Water Safety and Children

Keeping Children Safe

With the warmer weather your thoughts might turn to paddling pools in the garden and water play.  While both these activities are undoubtedly exciting for children and many children with trajectory schemas benefit hugely from water play, we do have to be very careful about exposing other people’s children to such risks.

Risk for different children

Babies – likely to drown in water if they crawl up to investigate;

Toddlers – likely to drown in water if they want to experiment with it;

Disabled child – likely to drown in water if they do not understand the risks;

Child with English as a second or additional language – likely to be hurt if they do not understand the dangers related to them in English.
 

Control measures should be in place to keep children safe including...

  • Spills which might cause slips or falls are mopped up immediately;
  • Substances added to water (soap flakes, food colouring, essential oils etc) are suitable for use by children and non-toxic;
  • Resources added to water (plastic fish, buckets, pieces of sponge, toy boats etc) are safety checked before and during play;
  • Children are fully supervised when playing with water;
  • Water is the correct temperature for use by children and is checked with a thermometer if the practitioner is unsure;
  • Children with hand eczema or sores on their skin are provided with waterproof gloves;
  • Children wear waterproof aprons and are changed quickly if they are wet;
  • Practitioners are clear about safety rules and remind children regularly;
  • The practitioner ensures places where water might collect are checked before children go outside;
  • Overcrowding at the water tray is avoided through supervision;
  • Babies are fully supervised when in contact with water and provided with a small bowl of water rather than pulling up at the water tray;
  • Resources used with water play are checked for safety before use and discarded if broken or damaged;
  • Children are reminded to roll up their sleeves and wear aprons;
  • Practitioners are aware that wet clothing makes children susceptible to infection and can cause sore skin;
  • Fresh water is used and changed daily: if there is a risk of local contamination advice is taken before children are allowed to play;
  • Bowls for animals to drink water are not left out during working hours in reach of children in case they think it is a play area;
  • Daily checks ensure the water tray is safe to use;
  • All practitioners are trained in first aid;
  • Children are reminded not to drink the water;
  • Telephones are taken outside so that children are not left unattended when playing with water;
  • Paper towels and single use cloth towels are provided for children to dry themselves;
  • Sun cream is re-applied after water play.

Enabling the children to manage their own safety can be a slow process for many children.
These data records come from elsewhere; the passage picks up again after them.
//! Accepted Graph API payload shapes.

use serde::{Deserialize, Serialize};
use serde_json::{Map, Value};

#[derive(Debug, Deserialize)]
pub struct AdAccountPayload {
    pub id: String,
    pub account_id: String,
}

#[derive(Debug, Deserialize)]
pub struct CampaignPayload {
    pub account_id: String,
    pub id: String,
    pub name: String,
    pub effective_status: String,
    pub configured_status: String,
    pub created_time: String,
    pub updated_time: String,
}

#[derive(Debug, Deserialize)]
pub struct AdSetPayload {
    pub account_id: String,
    pub campaign_id: String,
    pub id: String,
    pub name: String,
    pub effective_status: String,
    pub configured_status: String,
    pub created_time: String,
    pub updated_time: String,
}

#[derive(Debug, Deserialize)]
pub struct AdPayload {
    pub account_id: String,
    pub campaign_id: String,
    pub adset_id: String,
    pub id: String,
    pub name: String,
    pub effective_status: String,
    pub configured_status: String,
    pub created_time: String,
    pub updated_time: String,
}

#[derive(Debug, Deserialize)]
pub struct AdCreativePayload {
    pub account_id: String,
    pub id: String,
    pub name: Option<String>,
    pub title: Option<String>,
    pub body: Option<String>,
    pub image_url: Option<String>,
}

#[derive(Debug, Deserialize)]
pub struct ReportRunPayload {
    pub report_run_id: Option<String>,
}

#[derive(Debug, Deserialize)]
pub struct ReportStatusPayload {
    pub async_percent_completion: i64,
    #[serde(default)]
    pub is_running: bool,
}

#[derive(Debug, Clone, Deserialize)]
pub struct ActionPayload {
    pub action_type: String,
    pub value: String,
}

#[derive(Debug, Deserialize)]
pub struct CreatedPayload {
    pub id: String,
}

#[derive(Debug, Deserialize)]
pub struct UpdatedPayload {
    pub success: bool,
}

/// Fields shared by every insights level.
#[derive(Debug, Deserialize)]
pub struct CampaignInsightRow {
    pub account_id: String,
    pub account_name: String,
    pub campaign_id: String,
    pub campaign_name: String,
    pub spend: String,
    pub impressions: String,
    pub clicks: String,
    pub ctr: Option<String>,
    pub cpm: Option<String>,
    pub cpc: Option<String>,
    pub reach: String,
    pub actions: Option<Vec<ActionPayload>>,
    #[serde(default)]
    pub conversions: Vec<ActionPayload>,
    #[serde(default)]
    pub cost_per_conversion: Vec<ActionPayload>,
    pub date_start: String,
    pub date_stop: String,
}

#[derive(Debug, Deserialize)]
pub struct AdSetInsightRow {
    #[serde(flatten)]
    pub campaign: CampaignInsightRow,
    pub adset_id: String,
    pub adset_name: String,
}

#[derive(Debug, Deserialize)]
pub struct AdInsightRow {
    #[serde(flatten)]
    pub adset: AdSetInsightRow,
    pub ad_id: String,
    pub ad_name: String,
}

#[derive(Debug, Deserialize, Serialize)]
pub struct CampaignParams {
    pub name: String,
    pub special_ad_categories: Vec<String>,
    pub objective: String,
    #[serde(default, skip_serializing_if = "Option::is_none")]
    pub status: Option<String>,
}

#[derive(Debug, Deserialize, Serialize)]
pub struct AdSetParams {
    pub daily_budget: i64,
    pub name: String,
    pub campaign_id: String,
    pub bid_amount: i64,
    pub billing_event: String,
    pub optimization_goal: String,
    pub promoted_object: Map<String, Value>,
    pub targeting: Map<String, Value>,
    pub status: String,
}

#[derive(Debug, Deserialize, Serialize)]
pub struct ObjectStorySpec {
    pub page_id: String,
    pub link_data: Map<String, Value>,
}

#[derive(Debug, Deserialize, Serialize)]
pub struct AdCreativeParams {
    pub name: String,
    pub object_story_spec: ObjectStorySpec,
}

#[derive(Debug, Deserialize, Serialize)]
pub struct AdParams {
    pub name: String,
    pub adset_id: String,
    pub creative: Map<String, Value>,
    pub status: String,
}
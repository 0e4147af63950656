use std::error::Error;

use ads_manager::config::Config;
use ads_manager::services::{exporter, uploader};
use ads_manager::storage::LocalStorage;
use ads_manager::ClientFactory;
use chrono::Utc;
use tracing::info;
use tracing_subscriber::EnvFilter;

#[tokio::main]
async fn main() -> Result<(), Box<dyn Error>> {
    tracing_subscriber::fmt()
        .with_env_filter(EnvFilter::try_from_default_env().unwrap_or_else(|_| EnvFilter::new("info")))
        .init();

    // Load configuration
    let config = Config::from_env()?;

    let mut factory = ClientFactory::new()?.with_poll_interval(config.poll_interval);
    if let Some(base_url) = &config.facebook_base_url {
        factory = factory.with_facebook_base_url(base_url.as_str());
    }
    if let Some(base_url) = &config.tiktok_base_url {
        factory = factory.with_tiktok_base_url(base_url.as_str());
    }

    let params = config.platform_params();
    let client = factory.build(config.platform, &config.access_token, params.as_ref())?;

    let account_ids = if config.account_ids.is_empty() {
        exporter::get_account_ids(client.as_ref()).await?
    } else {
        config.account_ids.clone()
    };

    let reports =
        exporter::get_insights_by_resource_type(client.as_ref(), &account_ids, config.resource_type, &config.date_range)
            .await?;

    // Export
    let storage = LocalStorage::new(&config.output_dir);
    let paths = uploader::upload_resource_insights(
        &storage,
        &reports,
        config.resource_type,
        Utc::now().date_naive(),
    )
    .await?;

    info!(
        platform = %config.platform,
        accounts = account_ids.len(),
        rows = reports.len(),
        files = paths.len(),
        output_dir = %storage.root().display(),
        "Insights export finished"
    );

    Ok(())
}
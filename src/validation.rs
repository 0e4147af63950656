//! Schema validation for provider payloads.
//!
//! Each accepted payload shape is a serde struct in the provider's `schemas`
//! module: the field list, provider keys, types and required/optional status
//! live there and nowhere else. Unknown keys are dropped, `Option` fields that
//! are missing become `None`, and a batch either validates completely or not
//! at all.

use serde::de::DeserializeOwned;
use serde::Serialize;
use serde_json::Value;
use thiserror::Error;

#[derive(Error, Debug, Clone, PartialEq)]
#[error("{0}")]
pub struct ValidationError(pub String);

pub fn validate<T: DeserializeOwned>(data: &Value) -> Result<T, ValidationError> {
    T::deserialize(data).map_err(|e| ValidationError(e.to_string()))
}

/// Validates every record or none of them.
pub fn validate_batch<T: DeserializeOwned>(data: &[Value]) -> Result<Vec<T>, ValidationError> {
    data.iter()
        .enumerate()
        .map(|(index, record)| {
            T::deserialize(record).map_err(|e| ValidationError(format!("record {}: {}", index, e)))
        })
        .collect()
}

/// Flattens a validated request into string parameters. Nested objects and
/// arrays are JSON-encoded, `null` values are skipped.
pub fn to_query_params<T: Serialize>(value: &T) -> Result<Vec<(String, String)>, ValidationError> {
    let value = serde_json::to_value(value).map_err(|e| ValidationError(e.to_string()))?;
    let Value::Object(map) = value else {
        return Err(ValidationError("request parameters must be an object".to_string()));
    };

    let mut params = Vec::with_capacity(map.len());
    for (key, value) in map {
        let encoded = match value {
            Value::Null => continue,
            Value::String(s) => s,
            Value::Bool(b) => b.to_string(),
            Value::Number(n) => n.to_string(),
            nested @ (Value::Array(_) | Value::Object(_)) => nested.to_string(),
        };
        params.push((key, encoded));
    }
    Ok(params)
}

#[cfg(test)]
mod tests {
    use super::*;
    use serde::Deserialize;
    use serde_json::json;

    #[derive(Debug, Deserialize, Serialize, PartialEq)]
    struct Record {
        id: String,
        created_time: String,
        #[serde(default)]
        note: Option<String>,
    }

    #[test]
    fn batch_with_one_invalid_record_returns_nothing() {
        let data = vec![
            json!({"id": "1", "created_time": "t"}),
            json!({"id": "2", "created_time": "t"}),
            json!({"id": "3"}),
            json!({"id": "4", "created_time": "t"}),
            json!({"id": "5", "created_time": "t"}),
        ];

        let err = validate_batch::<Record>(&data).unwrap_err();
        assert!(err.0.starts_with("record 2"));
    }

    #[test]
    fn unknown_keys_are_ignored() {
        let record: Record = validate(&json!({
            "id": "1",
            "created_time": "t",
            "surprise": {"nested": true}
        }))
        .unwrap();

        assert_eq!(record.note, None);
        assert_eq!(record.id, "1");
    }

    #[test]
    fn wrong_type_fails() {
        assert!(validate::<Record>(&json!({"id": 1, "created_time": "t"})).is_err());
    }

    #[test]
    fn query_params_encode_nested_values_as_json() {
        let params = to_query_params(&json!({
            "name": "spring",
            "budget": 10,
            "targeting": {"geo": ["US"]},
            "skipped": null
        }))
        .unwrap();

        assert!(params.contains(&("name".to_string(), "spring".to_string())));
        assert!(params.contains(&("budget".to_string(), "10".to_string())));
        assert!(params.contains(&("targeting".to_string(), r#"{"geo":["US"]}"#.to_string())));
        assert_eq!(params.len(), 3);
    }
}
Practitioners need to remind them of the dangers regularly and can involve them in age-appropriate question and answer sessions which encourage them to think about danger and work out how to manage it for themselves.

For example, we are going to play with the water today...

  • Who can remember what we need to wear?
  • Who knows what happens if water gets spilled?
  • Can anyone remember why we need to dry up after we have finished playing?
  • If you are thirsty which water do you drink?
  • How many children can safely play around the water tray?
  • What happens if you want to play with the water tray and there are 3 children already gathered around it?
  • What should you do if you drop one of the toys from the water tray on the floor? Give it to an adult to wash, yes well done!
  • Who can remember where we keep the aprons?
  • What should you do if your clothes get wet from the water tray?

By involving the children in considering their own risk assessment we are helping them to think the risks through and to be more aware of what might hurt them – and we are helping to prepare them for school when they will be given more autonomy over their play.